==== Dataset

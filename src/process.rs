use std::{fmt::Display, fs, path::PathBuf, process::ExitCode};

use tracing::{debug, error};

use crate::{error::Error, line::LineId};

/// Detach from the controlling terminal and continue in the background.
///
/// Must happen before any threads (e.g. an async runtime) are started.
/// Standard streams are redirected to `/dev/null` and the working directory becomes `/`.
pub fn daemonize() -> Result<(), Error> {
    nix::unistd::daemon(false, false).map_err(Error::Daemon)
}

/// Record our pid for whoever supervises us.
/// Written once; nothing keeps it up to date or removes it.
pub fn write_pid_file<P: Into<PathBuf>>(run_dir: P, line: &LineId) -> Result<PathBuf, Error> {
    let path = run_dir.into().join(line.pid_file_name());
    let pid = std::process::id();

    fs::write(&path, format!("{pid}\n")).map_err(|source| Error::PidFile {
        path: path.clone(),
        source,
    })?;

    debug!(?path, %pid, "Wrote pid file");

    Ok(path)
}

/// Log a fatal error as one plain record and turn the outcome into an exit status.
pub fn exit_code<E: Display>(result: Result<(), E>) -> ExitCode {
    match result {
        Ok(()) => ExitCode::SUCCESS,
        Err(e) => {
            error!("{e:#}");
            ExitCode::FAILURE
        }
    }
}
use std::{
    fmt::Display,
    fs::{self, OpenOptions},
    io::{self, Write},
    path::{Path, PathBuf},
};

use thiserror::Error;
use tracing::{trace, warn};

use crate::line::LineId;

/// The directory cooperating programs put their lock files in by default.
pub const DEFAULT_LOCK_DIR: &str = "/var/lock";

/// Filesystem failures while taking or giving back a lock.
///
/// None of these mean that someone else holds the lock.
#[derive(Debug, Error)]
pub enum LockError {
    /// The per-process lock file could not be created.
    #[error("File creation error for `{path}`")]
    Create {
        /// The file.
        path: PathBuf,
        /// The underlying problem.
        source: io::Error,
    },

    /// The pid could not be written to the per-process lock file.
    #[error("File write error for `{path}`")]
    Write {
        /// The file.
        path: PathBuf,
        /// The underlying problem.
        source: io::Error,
    },

    /// Publishing the per-process lock file under the canonical name failed
    /// for a reason other than the name being taken.
    #[error("File rename error for `{path}`")]
    Rename {
        /// The canonical lock file.
        path: PathBuf,
        /// The underlying problem.
        source: io::Error,
    },

    /// The canonical lock file could not be removed.
    #[error("File removal error for `{path}`")]
    Release {
        /// The canonical lock file.
        path: PathBuf,
        /// The underlying problem.
        source: io::Error,
    },
}

/// Proof that this process holds the lock on a line.
#[derive(Debug, Clone, PartialEq, Eq)]
pub struct LockToken {
    /// The locked line.
    pub line: LineId,

    /// The process holding it, i.e. us.
    pub pid: u32,
}

impl Display for LockToken {
    fn fmt(&self, f: &mut std::fmt::Formatter<'_>) -> std::fmt::Result {
        write!(f, "{} (pid {})", self.line, self.pid)
    }
}

/// The result of trying to take a lock.
#[derive(Debug, Clone, PartialEq, Eq)]
pub enum Acquisition {
    /// We hold the lock now, and must release it.
    Acquired(LockToken),

    /// Someone else holds the lock.
    InUse {
        /// The pid found in the existing lock file, if it could be read.
        /// Only used for diagnostics.
        owner: Option<u32>,
    },
}

/// A named mutual exclusion token shared between unrelated processes.
///
/// Neither operation blocks or retries; any backoff is up to the caller.
pub trait AdvisoryLock {
    /// Try to take the lock for `line`.
    fn acquire(&mut self, line: &LineId) -> Result<Acquisition, LockError>;

    /// Give back the lock for `line`.
    fn release(&mut self, line: &LineId) -> Result<(), LockError>;
}

/// UUCP style lock files in a shared directory.
///
/// The lock for line `ttyS0` is the file `LCK..ttyS0`, holding the decimal pid
/// of its owner followed by a newline.
/// The lock is only advisory: a program not following the convention is not kept out.
#[derive(Debug, Clone)]
pub struct LockDir {
    dir: PathBuf,
    pid: u32,
}

impl LockDir {
    /// Lock files in `dir`, owned by this process.
    pub fn new<P: Into<PathBuf>>(dir: P) -> Self {
        Self::with_pid(dir, std::process::id())
    }

    /// Lock files in `dir`, owned by the given pid.
    pub fn with_pid<P: Into<PathBuf>>(dir: P, pid: u32) -> Self {
        Self {
            dir: dir.into(),
            pid,
        }
    }

    /// Where the canonical lock file for `line` lives.
    pub fn lock_path(&self, line: &LineId) -> PathBuf {
        self.dir.join(line.lock_file_name())
    }

    fn temp_path(&self, line: &LineId) -> PathBuf {
        self.dir.join(line.temp_lock_file_name(self.pid))
    }

    fn write_temp(&self, temp: &Path) -> Result<(), LockError> {
        // A leftover from an earlier crash of a process with our pid.
        let _ = fs::remove_file(temp);

        let file = OpenOptions::new()
            .write(true)
            .create(true)
            .truncate(true)
            .open(temp)
            .map_err(|source| LockError::Create {
                path: temp.into(),
                source,
            })?;

        self.write_pid(file, temp)
    }

    fn write_pid<W: Write>(&self, mut out: W, temp: &Path) -> Result<(), LockError> {
        out.write_all(format!("{}\n", self.pid).as_bytes())
            .map_err(|source| LockError::Write {
                path: temp.into(),
                source,
            })
    }

    /// Publish a freshly written temporary file under the canonical name with `link`,
    /// which must fail with [`io::ErrorKind::AlreadyExists`] if the name is taken.
    /// The temporary file is gone afterwards, whatever the outcome.
    fn acquire_with<F>(&self, line: &LineId, link: F) -> Result<Acquisition, LockError>
    where
        F: FnOnce(&Path, &Path) -> io::Result<()>,
    {
        let temp = self.temp_path(line);
        let canonical = self.lock_path(line);

        let result = self
            .write_temp(&temp)
            .and_then(|()| match link(&temp, &canonical) {
                Ok(()) => Ok(Acquisition::Acquired(LockToken {
                    line: line.clone(),
                    pid: self.pid,
                })),
                Err(e) if e.kind() == io::ErrorKind::AlreadyExists => Ok(Acquisition::InUse {
                    owner: self.owner(line),
                }),
                Err(source) => Err(LockError::Rename {
                    path: canonical.clone(),
                    source,
                }),
            });

        if let Err(e) = fs::remove_file(&temp) {
            if e.kind() != io::ErrorKind::NotFound {
                warn!(?temp, ?e, "Could not remove temporary lock file");
            }
        }

        trace!(?canonical, ?result, "Lock attempt");

        result
    }

    /// Read the owner of an existing lock file, if possible.
    pub fn owner(&self, line: &LineId) -> Option<u32> {
        fs::read_to_string(self.lock_path(line))
            .ok()
            .and_then(|contents| contents.trim().parse().ok())
    }
}

impl AdvisoryLock for LockDir {
    fn acquire(&mut self, line: &LineId) -> Result<Acquisition, LockError> {
        // Linking refuses to replace an existing name, and does so atomically.
        // This is what makes the whole scheme work between processes.
        self.acquire_with(line, |temp, canonical| fs::hard_link(temp, canonical))
    }

    fn release(&mut self, line: &LineId) -> Result<(), LockError> {
        let canonical = self.lock_path(line);

        fs::remove_file(&canonical).map_err(|source| LockError::Release {
            path: canonical,
            source,
        })
    }
}

#[cfg(test)]
mod tests {
    use pretty_assertions::assert_eq;

    use super::*;

    #[test]
    fn token_display() {
        let token = LockToken {
            line: LineId::new("ttyUSB1").unwrap(),
            pid: 77,
        };

        assert_eq!(token.to_string(), "ttyUSB1 (pid 77)");
    }

    #[test]
    fn paths_are_in_the_dir() {
        let lock = LockDir::with_pid("/var/lock", 12);
        let line = LineId::new("ttyS0").unwrap();

        assert_eq!(lock.lock_path(&line), PathBuf::from("/var/lock/LCK..ttyS0"));
        assert_eq!(lock.temp_path(&line), PathBuf::from("/var/lock/LCK..ttyS0.12"));
    }

    fn entries(dir: &Path) -> Vec<PathBuf> {
        fs::read_dir(dir)
            .unwrap()
            .map(|entry| entry.unwrap().path())
            .collect()
    }

    #[test]
    fn link_failure_is_a_rename_error_and_leaves_nothing_behind() {
        let dir = tempfile::tempdir().unwrap();
        let lock = LockDir::with_pid(dir.path(), 31);
        let line = LineId::new("ttyS0").unwrap();

        let err = lock
            .acquire_with(&line, |temp, _| {
                assert!(temp.exists(), "Pid should be written before linking");
                Err(io::Error::new(
                    io::ErrorKind::PermissionDenied,
                    "no hard links here",
                ))
            })
            .unwrap_err();

        let (path, source) = match err {
            LockError::Rename { path, source } => (path, source),
            other => panic!("Expected a rename error, got {other:?}"),
        };
        assert_eq!(path, lock.lock_path(&line));
        assert_eq!(source.kind(), io::ErrorKind::PermissionDenied);
        assert_eq!(entries(dir.path()), Vec::<PathBuf>::new());
    }

    #[test]
    fn taken_name_reported_by_link_is_in_use() {
        let dir = tempfile::tempdir().unwrap();
        let lock = LockDir::with_pid(dir.path(), 31);
        let line = LineId::new("ttyS0").unwrap();

        let acquisition = lock
            .acquire_with(&line, |_, _| Err(io::ErrorKind::AlreadyExists.into()))
            .unwrap();

        assert_eq!(acquisition, Acquisition::InUse { owner: None });
        assert_eq!(entries(dir.path()), Vec::<PathBuf>::new());
    }

    /// Accepts nothing, like a full disk.
    struct Full;

    impl Write for Full {
        fn write(&mut self, _buf: &[u8]) -> io::Result<usize> {
            Ok(0)
        }

        fn flush(&mut self) -> io::Result<()> {
            Ok(())
        }
    }

    #[test]
    fn short_pid_write_is_a_write_error() {
        let lock = LockDir::with_pid("/var/lock", 31);
        let temp = PathBuf::from("/var/lock/LCK..ttyS0.31");

        let err = lock.write_pid(Full, &temp).unwrap_err();

        let (path, source) = match err {
            LockError::Write { path, source } => (path, source),
            other => panic!("Expected a write error, got {other:?}"),
        };
        assert_eq!(path, temp);
        assert_eq!(source.kind(), io::ErrorKind::WriteZero);
    }
}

========

(What you should do):
Wherever "holds" occurs in the records above, copy the line it sits in.

(Output of the exercise):
/// None of these mean that someone else holds the lock.
/// Proof that this process holds the lock on a line.
    /// Someone else holds the lock.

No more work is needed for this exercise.